Two men who changed my life

A Wartburg College #UKnight story

Kathy Jacobs
5 min readMar 28, 2019
UKnight Day 2019 — Selfie — Wartburg Worth It

In my life, I have met some wonderful teachers and some terrible ones. Great ones who led me along a path of learning. Terrible ones who could only see the world their way. Wartburg brought many of the best teachers I have ever known into my life. Two of them taught me things that stay with me today.

When I started at Wartburg, I didn’t plan to major in computer science. For one thing, Wartburg didn’t have a degree program in computer science at that time. You got a math degree, with lots of computer classes. For another, I was going to be a teacher. I had known this since second grade.

Somehow, even though I was planning to be an elementary education major, my advisor from day one was Dr. Lynn Olson. Doctor O was the computer professor at that time. I didn’t understand at first why I was assigned a computer science/math advisor. It turned out to be quite the prescient decision by someone.

My first advisor appointment with Dr.

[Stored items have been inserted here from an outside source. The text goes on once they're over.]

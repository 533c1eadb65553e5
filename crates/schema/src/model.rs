//! The schema-level entities produced by [`crate::parse`], each identified by
//! the XPath-like origin it was read from.

/// Maximum representable `maxOccurs`, standing in for the XSD literal `unbounded`.
pub const UNBOUNDED: u64 = u64::MAX;

#[derive(Debug, Clone, PartialEq)]
pub struct Attribute {
    pub origin: String,
    pub name: String,
    pub type_name: String,
    pub default_value: Option<String>,
    pub fixed_value: Option<String>,
    pub optional: bool,
}

#[derive(Debug, Clone, PartialEq)]
pub struct Element {
    pub origin: String,
    pub name: String,
    pub type_name: String,
    pub min_occurs: u64,
    pub max_occurs: u64,
}

#[derive(Debug, Clone, PartialEq)]
pub struct Group {
    pub origin: String,
}

#[derive(Debug, Clone, PartialEq)]
pub struct Any {
    pub origin: String,
}

#[derive(Debug, Clone, PartialEq)]
pub struct All {
    pub origin: String,
    pub elements: Vec<Element>,
}

/// A member of a `Choice` or `Sequence`, closed over the five particle kinds
/// the schema grammar admits.
#[derive(Debug, Clone, PartialEq)]
pub enum Particle {
    Element(Element),
    Group(Group),
    Choice(Choice),
    Sequence(Sequence),
    Any(Any),
}

#[derive(Debug, Clone, PartialEq)]
pub struct Choice {
    pub origin: String,
    pub elements: Vec<Particle>,
}

#[derive(Debug, Clone, PartialEq)]
pub struct Sequence {
    pub origin: String,
    pub elements: Vec<Particle>,
}

#[derive(Debug, Clone, PartialEq)]
pub struct SimpleContent {
    pub origin: String,
    pub type_name: String,
}

/// The particle content of a [`ComplexType`]: at most one of a plain group
/// reference, an `all`/`choice`/`sequence` model group, or a simple-content body.
#[derive(Debug, Clone, PartialEq, Default)]
pub enum ComplexContent {
    #[default]
    None,
    Group(Group),
    All(All),
    Choice(Choice),
    Sequence(Sequence),
    SimpleContent(SimpleContent),
}

#[derive(Debug, Clone, PartialEq)]
pub struct ComplexType {
    pub origin: String,
    pub name: String,
    pub base: Option<String>,
    pub content: ComplexContent,
    pub attributes: Vec<Attribute>,
}

#[derive(Debug, Clone, PartialEq)]
pub struct SimpleType {
    pub origin: String,
    pub name: String,
    pub base: String,
    pub restriction_values: Vec<String>,
}

#[derive(Debug, Clone, PartialEq)]
pub enum SchemaType {
    Complex(ComplexType),
    Simple(SimpleType),
}

impl SchemaType {
    pub fn name(&self) -> &str {
        match self {
            SchemaType::Complex(t) => &t.name,
            SchemaType::Simple(t) => &t.name,
        }
    }

    pub fn origin(&self) -> &str {
        match self {
            SchemaType::Complex(t) => &t.origin,
            SchemaType::Simple(t) => &t.origin,
        }
    }

    pub fn as_complex(&self) -> Option<&ComplexType> {
        match self {
            SchemaType::Complex(t) => Some(t),
            SchemaType::Simple(_) => None,
        }
    }

    pub fn as_simple(&self) -> Option<&SimpleType> {
        match self {
            SchemaType::Simple(t) => Some(t),
            SchemaType::Complex(_) => None,
        }
    }
}
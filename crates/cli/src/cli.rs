use std::path::PathBuf;

use clap::Parser;

#[derive(Parser)]
#[clap(version, about = "Generates a typed C++ class hierarchy with XML bindings from a CPACS XSD schema")]
pub struct Cli {
    /// Path to the CPACS XSD schema to read
    #[clap(long, value_parser)]
    pub schema: PathBuf,

    /// Directory holding the six curated side-tables (CustomTypes.txt, FundamentalTypes.txt, …)
    #[clap(long, value_parser)]
    pub tables: PathBuf,

    /// Directory the generated .h/.cpp files are written into; created if missing
    #[clap(long, value_parser)]
    pub output: PathBuf,

    /// Emit a default constructor for parent-pointer classes in addition to the per-parent overloads
    #[clap(long)]
    pub generate_default_ctors_for_parent_pointer_types: bool,

    /// Match enum string values case-sensitively instead of the default lenient comparison
    #[clap(long)]
    pub generate_case_sensitive_string_to_enum: bool,

    /// Let a failed optional-class read propagate instead of being caught, logged and discarded
    #[clap(long)]
    pub no_try_catch_around_optional_class_reads: bool,
}
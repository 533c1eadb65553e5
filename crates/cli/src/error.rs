use std::path::PathBuf;

use thiserror::Error;

#[derive(Debug, Error)]
pub enum CliError {
    #[error("failed to create output directory {path:?}: {source}")]
    CreateOutputDir {
        path: PathBuf,
        #[source]
        source: std::io::Error,
    },

    #[error("failed to read schema {path:?}: {source}")]
    ReadSchema {
        path: PathBuf,
        #[source]
        source: std::io::Error,
    },

    #[error("failed to write generated file {path:?}: {source}")]
    WriteGeneratedFile {
        path: PathBuf,
        #[source]
        source: std::io::Error,
    },

    #[error(transparent)]
    Tables(#[from] cpacsgen_tables::TablesError),

    #[error(transparent)]
    Schema(#[from] cpacsgen_schema::SchemaError),

    #[error(transparent)]
    TypeSystem(#[from] cpacsgen_typesystem::ModelError),

    #[error(transparent)]
    Codegen(#[from] cpacsgen_codegen::CodegenError),
}
use cpacsgen_schema::{Attribute, ComplexType, Element, SimpleContent, SimpleType};

#[derive(Debug, Clone, Copy, PartialEq, Eq)]
pub enum Cardinality {
    Optional,
    Mandatory,
    Vector,
}

impl std::fmt::Display for Cardinality {
    fn fmt(&self, f: &mut std::fmt::Formatter<'_>) -> std::fmt::Result {
        let s = match self {
            Cardinality::Optional => "Optional",
            Cardinality::Mandatory => "Mandatory",
            Cardinality::Vector => "Vector",
        };
        f.write_str(s)
    }
}

#[derive(Debug, Clone, Copy, PartialEq, Eq)]
pub enum XmlConstruct {
    Element,
    Attribute,
    SimpleContent,
    FundamentalTypeBase,
}

/// Where a field's data came from in the schema. `Synthetic` covers fields the
/// TypeSystem fabricates itself (currently only the `FundamentalTypeBase` lead field).
#[derive(Debug, Clone, PartialEq)]
pub enum FieldOrigin {
    Attribute(Attribute),
    Element(Element),
    SimpleContent(SimpleContent),
    Synthetic,
}

#[derive(Debug, Clone, PartialEq)]
pub struct Field {
    pub origin: FieldOrigin,
    pub cpacs_name: String,
    pub type_name: String,
    pub xml_construct: XmlConstruct,
    pub cardinality: Cardinality,
    pub explicit_name: Option<String>,
}

impl Field {
    /// The explicit override if set, otherwise the CPACS name.
    pub fn name(&self) -> &str {
        match &self.explicit_name {
            Some(n) if !n.is_empty() => n,
            _ => &self.cpacs_name,
        }
    }
}

#[derive(Debug, Clone, Default)]
pub struct ClassDependencies {
    pub bases: Vec<String>,
    pub deriveds: Vec<String>,
    pub child_classes: Vec<String>,
    pub child_enums: Vec<String>,
    pub parent_classes: Vec<String>,
}

#[derive(Debug, Clone, Default)]
pub struct EnumDependencies {
    pub parent_classes: Vec<String>,
}

#[derive(Debug, Clone)]
pub struct Class {
    pub origin: ComplexType,
    pub name: String,
    pub base: Option<String>,
    pub fields: Vec<Field>,
    pub pruned: bool,
    pub dependencies: ClassDependencies,
}

#[derive(Debug, Clone, PartialEq)]
pub struct EnumValue {
    /// The literal XML spelling of this enumeration value.
    pub spelling: String,
}

#[derive(Debug, Clone)]
pub struct Enum {
    pub origin: SimpleType,
    pub name: String,
    pub values: Vec<EnumValue>,
    pub pruned: bool,
    pub dependencies: EnumDependencies,
}
use cpacsgen_schema::strip_type_suffix;

/// `CPACS` + capitalize-first(strip-trailing-`Type`(schema name)).
///
/// Used for both class names and enum names, mirroring how the source lowers
/// both ComplexType and SimpleType schema names through the same helper.
pub fn make_class_name(schema_name: &str) -> String {
    let stem = strip_type_suffix(schema_name);
    let mut capitalized = String::with_capacity(stem.len());
    let mut chars = stem.chars();
    if let Some(first) = chars.next() {
        capitalized.extend(first.to_uppercase());
        capitalized.push_str(chars.as_str());
    }
    format!("CPACS{capitalized}")
}

/// Strips trailing ASCII decimal digits, used to decide whether two enum
/// names are "the same modulo a numeric suffix" during collapsing.
pub fn strip_trailing_digits(name: &str) -> String {
    name.trim_end_matches(|c: char| c.is_ascii_digit()).to_string()
}

#[cfg(test)]
mod tests {
    use super::*;

    #[test]
    fn prefixes_and_capitalizes() {
        assert_eq!(make_class_name("wingType"), "CPACSWing");
        assert_eq!(make_class_name("PointType"), "CPACSPoint");
        assert_eq!(make_class_name("symmetryAxis"), "CPACSSymmetryAxis");
    }

    #[test]
    fn strips_trailing_digits_only() {
        assert_eq!(strip_trailing_digits("FooType2"), "FooType");
        assert_eq!(strip_trailing_digits("Foo"), "Foo");
        assert_eq!(strip_trailing_digits("Foo123"), "Foo");
    }
}
use cpacsgen_tables::Tables;
use cpacsgen_typesystem::Enum;

use crate::license::write_license_header;
use crate::naming::{enum_to_string_func, mangle_enum_value, string_to_enum_func};
use crate::options::Options;
use crate::writer::CodeWriter;

pub fn write_enum_header(w: &mut CodeWriter, e: &Enum, tables: &Tables, _options: &Options) {
    w.line("#pragma once");
    w.blank();
    write_license_header(w);

    w.line("#include <string>");
    w.line("#include \"cpacsgen_export.h\"");
    w.blank();

    w.line("namespace cpacsgen {");
    w.scope(|w| {
        w.line("namespace generated {");
        w.scope(|w| {
            w.line(format!("// generated from {}", e.origin.origin));
            w.line(format!("enum class {} {{", e.name));
            w.scope(|w| {
                for value in &e.values {
                    w.line(format!("{},", mangle_enum_value(&value.spelling, tables)));
                }
            });
            w.line("};");
            w.blank();

            w.line(format!("CPACSGEN_EXPORT std::string {}(const {}& value);", enum_to_string_func(&e.name), e.name));
            w.line(format!("CPACSGEN_EXPORT {} {}(const std::string& value);", e.name, string_to_enum_func(&e.name)));
        });
        w.line("}");
        w.blank();
        w.line(format!("using generated::{};", e.name));
    });
    w.line("}");
    w.blank();
}

pub fn write_enum_source(w: &mut CodeWriter, e: &Enum, tables: &Tables, options: &Options) {
    write_license_header(w);
    w.line(format!("#include \"{}.h\"", e.name));
    w.line("#include <stdexcept>");
    w.blank();

    w.line("namespace cpacsgen {");
    w.scope(|w| {
        w.line("namespace generated {");
        w.scope(|w| {
            w.line(format!("std::string {}(const {}& value) {{", enum_to_string_func(&e.name), e.name));
            w.scope(|w| {
                w.line("switch (value) {");
                w.scope(|w| {
                    for value in &e.values {
                        let ident = mangle_enum_value(&value.spelling, tables);
                        w.line(format!("case {}::{ident}:", e.name));
                        w.scope(|w| {
                            w.line(format!("return \"{}\";", value.spelling));
                        });
                    }
                    w.line("default:");
                    w.scope(|w| {
                        w.line(format!(
                            "throw std::runtime_error(\"Invalid enum value \\\"\" + std::to_string(static_cast<int>(value)) + \"\\\" for enum type {}\");",
                            e.name
                        ));
                    });
                });
                w.line("}");
            });
            w.line("}");
            w.blank();

            w.line(format!("{} {}(const std::string& value) {{", e.name, string_to_enum_func(&e.name)));
            w.scope(|w| {
                for value in &e.values {
                    let ident = mangle_enum_value(&value.spelling, tables);
                    let condition = if options.generate_case_sensitive_string_to_enum {
                        format!("value == \"{}\"", value.spelling)
                    } else {
                        format!("StringsCaseInsensitiveEqual(value, \"{}\")", value.spelling)
                    };
                    w.line(format!("if ({condition}) {{"));
                    w.scope(|w| {
                        w.line(format!("return {}::{ident};", e.name));
                    });
                    w.line("}");
                }
                w.line(format!("throw std::runtime_error(\"invalid string value for {}: \" + value);", e.name));
            });
            w.line("}");
        });
        w.line("}");
    });
    w.line("}");
    w.blank();
}

pub struct EnumFiles {
    pub header: String,
    pub source: String,
}

pub fn write_enum(e: &Enum, tables: &Tables, options: &Options) -> EnumFiles {
    let mut hpp = CodeWriter::new();
    write_enum_header(&mut hpp, e, tables, options);

    let mut cpp = CodeWriter::new();
    write_enum_source(&mut cpp, e, tables, options);

    EnumFiles { header: hpp.finish(), source: cpp.finish() }
}

#[cfg(test)]
mod tests {
    use super::*;
    use cpacsgen_schema::SimpleType;
    use cpacsgen_typesystem::{EnumDependencies, EnumValue};
    use std::fs;

    fn empty_tables() -> Tables {
        let dir = tempfile::tempdir().unwrap();
        for name in ["CustomTypes.txt", "FundamentalTypes.txt", "TypeSubstitution.txt", "ParentPointer.txt", "ReservedNames.txt", "PruneList.txt"] {
            fs::write(dir.path().join(name), "").unwrap();
        }
        Tables::load(dir.path()).unwrap()
    }

    fn sample_enum() -> Enum {
        Enum {
            origin: SimpleType {
                origin: "/cpacs/wings/wing/symmetry".to_string(),
                name: "CPACSSymmetryAxisType".to_string(),
                base: "xsd:string".to_string(),
                restriction_values: vec!["x-y-plane".to_string(), "none".to_string()],
            },
            name: "CPACSSymmetryAxis".to_string(),
            values: vec![
                EnumValue { spelling: "x-y-plane".to_string() },
                EnumValue { spelling: "none".to_string() },
            ],
            pruned: false,
            dependencies: EnumDependencies::default(),
        }
    }

    #[test]
    fn header_declares_mangled_variants() {
        let tables = empty_tables();
        let files = write_enum(&sample_enum(), &tables, &Options::default());
        assert!(files.header.contains("x_y_plane,"));
        assert!(files.header.contains("none,"));
        assert!(files.header.contains("enum class CPACSSymmetryAxis {"));
    }

    #[test]
    fn source_round_trips_spellings() {
        let tables = empty_tables();
        let files = write_enum(&sample_enum(), &tables, &Options::default());
        assert!(files.source.contains("return \"x-y-plane\";"));
        assert!(files.source.contains("return CPACSSymmetryAxis::none;"));
    }

    #[test]
    fn lenient_matching_used_by_default() {
        let tables = empty_tables();
        let files = write_enum(&sample_enum(), &tables, &Options::default());
        assert!(files.source.contains("StringsCaseInsensitiveEqual"));
    }

    #[test]
    fn case_sensitive_option_switches_comparison() {
        let tables = empty_tables();
        let options = Options { generate_case_sensitive_string_to_enum: true, ..Options::default() };
        let files = write_enum(&sample_enum(), &tables, &options);
        assert!(files.source.contains("value == \"none\""));
        assert!(!files.source.contains("StringsCaseInsensitiveEqual"));
    }
}
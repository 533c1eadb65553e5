use std::collections::HashMap;

use crate::error::SchemaError;
use crate::model::SchemaType;

/// The canonical map of schema type name to its definition, built once by the
/// parser and owned read-only thereafter.
#[derive(Debug, Clone, Default)]
pub struct SchemaRegistry {
    types: HashMap<String, SchemaType>,
}

impl SchemaRegistry {
    pub fn new() -> Self {
        Self::default()
    }

    pub fn contains(&self, name: &str) -> bool {
        self.types.contains_key(name)
    }

    pub fn get(&self, name: &str) -> Option<&SchemaType> {
        self.types.get(name)
    }

    pub fn iter(&self) -> impl Iterator<Item = (&str, &SchemaType)> {
        self.types.iter().map(|(k, v)| (k.as_str(), v))
    }

    pub fn len(&self) -> usize {
        self.types.len()
    }

    pub fn is_empty(&self) -> bool {
        self.types.is_empty()
    }

    /// Inserts a newly-parsed type, rejecting a name already present.
    pub(crate) fn insert(&mut self, ty: SchemaType) -> Result<(), SchemaError> {
        let name = ty.name().to_string();
        if self.types.contains_key(&name) {
            return Err(SchemaError::DuplicateType {
                name,
                xpath: ty.origin().to_string(),
            });
        }
        self.types.insert(name, ty);
        Ok(())
    }
}
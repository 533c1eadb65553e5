use cpacsgen_schema::{Choice, ComplexContent, ComplexType, Element, Particle, SchemaRegistry};
use cpacsgen_tables::Tables;

use crate::error::ModelError;
use crate::model::{Cardinality, Field, FieldOrigin, XmlConstruct};
use crate::naming::make_class_name;

/// Resolves a referenced schema name to its emitted name: registry hit first
/// (substituted if a `TypeSubstitution` entry exists, otherwise class-named),
/// then a bare `TypeSubstitution` hit, otherwise an error.
pub fn resolve_type(registry: &SchemaRegistry, name: &str, tables: &Tables) -> Result<String, ModelError> {
    if registry.contains(name) {
        if let Some(substituted) = tables.type_substitutions.find(name) {
            return Ok(substituted.to_string());
        }
        return Ok(make_class_name(name));
    }

    if let Some(substituted) = tables.type_substitutions.find(name) {
        return Ok(substituted.to_string());
    }

    Err(ModelError::UnknownType(name.to_string()))
}

pub fn build_field_list(registry: &SchemaRegistry, ty: &ComplexType, tables: &Tables) -> Result<Vec<Field>, ModelError> {
    let mut fields = Vec::new();

    for attribute in &ty.attributes {
        let type_name = resolve_type(registry, &attribute.type_name, tables)?;
        let cardinality = if attribute.optional { Cardinality::Optional } else { Cardinality::Mandatory };
        fields.push(Field {
            origin: FieldOrigin::Attribute(attribute.clone()),
            cpacs_name: attribute.name.clone(),
            type_name,
            xml_construct: XmlConstruct::Attribute,
            cardinality,
            explicit_name: None,
        });
    }

    match &ty.content {
        ComplexContent::None => {}
        ComplexContent::Group(_) => return Err(ModelError::UnsupportedParticle("group")),
        ComplexContent::All(all) => {
            for element in &all.elements {
                if let Some(field) = build_element_field(registry, element, tables)? {
                    fields.push(field);
                }
            }
        }
        ComplexContent::Sequence(sequence) => {
            build_particles_into(registry, &sequence.elements, tables, &mut fields)?;
        }
        ComplexContent::Choice(choice) => {
            fields.extend(build_choice_fields(registry, choice, tables)?);
        }
        ComplexContent::SimpleContent(simple_content) => {
            let type_name = resolve_type(registry, &simple_content.type_name, tables)?;
            fields.push(Field {
                origin: FieldOrigin::SimpleContent(simple_content.clone()),
                cpacs_name: String::new(),
                type_name,
                xml_construct: XmlConstruct::SimpleContent,
                cardinality: Cardinality::Mandatory,
                explicit_name: Some("simpleContent".to_string()),
            });
        }
    }

    Ok(fields)
}

fn build_element_field(registry: &SchemaRegistry, element: &Element, tables: &Tables) -> Result<Option<Field>, ModelError> {
    let cardinality = match (element.min_occurs, element.max_occurs) {
        (0, 1) => Cardinality::Optional,
        (1, 1) => Cardinality::Mandatory,
        (0, 0) => {
            tracing::warn!(
                element = %element.name,
                type_name = %element.type_name,
                "element omitted because minOccurs and maxOccurs are both zero"
            );
            return Ok(None);
        }
        (_, max) if max > 1 => Cardinality::Vector,
        (min, max) => return Err(ModelError::InvalidCardinality { min, max }),
    };

    let type_name = resolve_type(registry, &element.type_name, tables)?;
    Ok(Some(Field {
        origin: FieldOrigin::Element(element.clone()),
        cpacs_name: element.name.clone(),
        type_name,
        xml_construct: XmlConstruct::Element,
        cardinality,
        explicit_name: None,
    }))
}

fn build_particles_into(
    registry: &SchemaRegistry,
    particles: &[Particle],
    tables: &Tables,
    out: &mut Vec<Field>,
) -> Result<(), ModelError> {
    for particle in particles {
        match particle {
            Particle::Element(element) => {
                if let Some(field) = build_element_field(registry, element, tables)? {
                    out.push(field);
                }
            }
            Particle::Sequence(sequence) => build_particles_into(registry, &sequence.elements, tables, out)?,
            Particle::Choice(choice) => out.extend(build_choice_fields(registry, choice, tables)?),
            Particle::Group(_) => return Err(ModelError::UnsupportedParticle("group")),
            Particle::Any(_) => return Err(ModelError::UnsupportedParticle("any")),
        }
    }
    Ok(())
}

fn build_choice_fields(registry: &SchemaRegistry, choice: &Choice, tables: &Tables) -> Result<Vec<Field>, ModelError> {
    let mut all_choice_members = Vec::new();

    for (i, particle) in choice.elements.iter().enumerate() {
        let branch_index = i + 1;
        let mut branch_fields = Vec::new();
        match particle {
            Particle::Element(element) => {
                if let Some(field) = build_element_field(registry, element, tables)? {
                    branch_fields.push(field);
                }
            }
            Particle::Sequence(sequence) => build_particles_into(registry, &sequence.elements, tables, &mut branch_fields)?,
            Particle::Choice(nested) => branch_fields.extend(build_choice_fields(registry, nested, tables)?),
            Particle::Group(_) => return Err(ModelError::UnsupportedParticle("group")),
            Particle::Any(_) => return Err(ModelError::UnsupportedParticle("any")),
        }

        for field in &mut branch_fields {
            if field.cardinality == Cardinality::Mandatory {
                field.cardinality = Cardinality::Optional;
            }
            field.explicit_name = Some(format!("{}_choice{}", field.cpacs_name, branch_index));
        }
        all_choice_members.extend(branch_fields);
    }

    for i in 0..all_choice_members.len() {
        for j in (i + 1)..all_choice_members.len() {
            let f1 = &all_choice_members[i];
            let f2 = &all_choice_members[j];
            if f1.cpacs_name == f2.cpacs_name
                && !f1.cpacs_name.is_empty()
                && (f1.cardinality != f2.cardinality || f1.type_name != f2.type_name)
            {
                tracing::warn!(
                    "elements with same name but different cardinality or type inside choice: \
                     {} ({} {}) vs ({} {})",
                    f1.cpacs_name,
                    f1.cardinality,
                    f1.type_name,
                    f2.cardinality,
                    f2.type_name
                );
            }
        }
    }

    Ok(all_choice_members)
}
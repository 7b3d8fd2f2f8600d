// src/services/mod.rs

//! Extraction services.
//!
//! Each service derives one signal from raw page text using the static
//! tables in [`crate::locale`]. None of them can fail: missing signals
//! come back as empty values.

mod address;
mod email;
mod enrich;
mod industry;
mod size;

pub use address::extract_address;
pub use email::extract_emails;
pub use enrich::PageEnricher;
pub use industry::classify_industry;
pub use size::estimate_size;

O had the expected outcome: two required classes, plus Introduction to Computer Science and a survey of education class. Easy choices, registered and done.

Dr. O taught the computer class. We learned how to program while learning FORTRAN. The classwork came easily to me. The logic and flow of both the coursework and the programs we wrote made sense to my brain. I loved putting together the projects, debugging them, and finding the “right” answers.

That idea of “right” answers was my first gift from Dr. O. He didn’t require us to do things his way — he inspired us to do things our way. At the beginning, all of the programs looked the same, but after a few projects our personalities started to come through. Whether it was the implementation of the project or what we used as variable names, we all learned that computer programming was something unique and fun.

I loved that class and I believe it showed in my work. I wasn’t the top student, but I was in the upper ranks. The programs I put together worked well and were full of clean code. I participated in class. I helped others when they were stuck.

The education class didn’t go nearly as smoothly. I was in love with the idea of being a teacher. I wasn’t in love with, or very good at, learning the background of education. This was the first history class I didn’t love — and the idea that I didn’t love it was very foreign to me. There was a lot of reading and writing to be done during the semester. Both of those are things I loved then and still love. But the topics assigned just didn’t come easily to me.

When it came to finals week, I had an easy A in the computer class. On the other hand, I had worked hours and hours on the education class — and had a middling C. The world was trying to tell me something I didn’t want to hear.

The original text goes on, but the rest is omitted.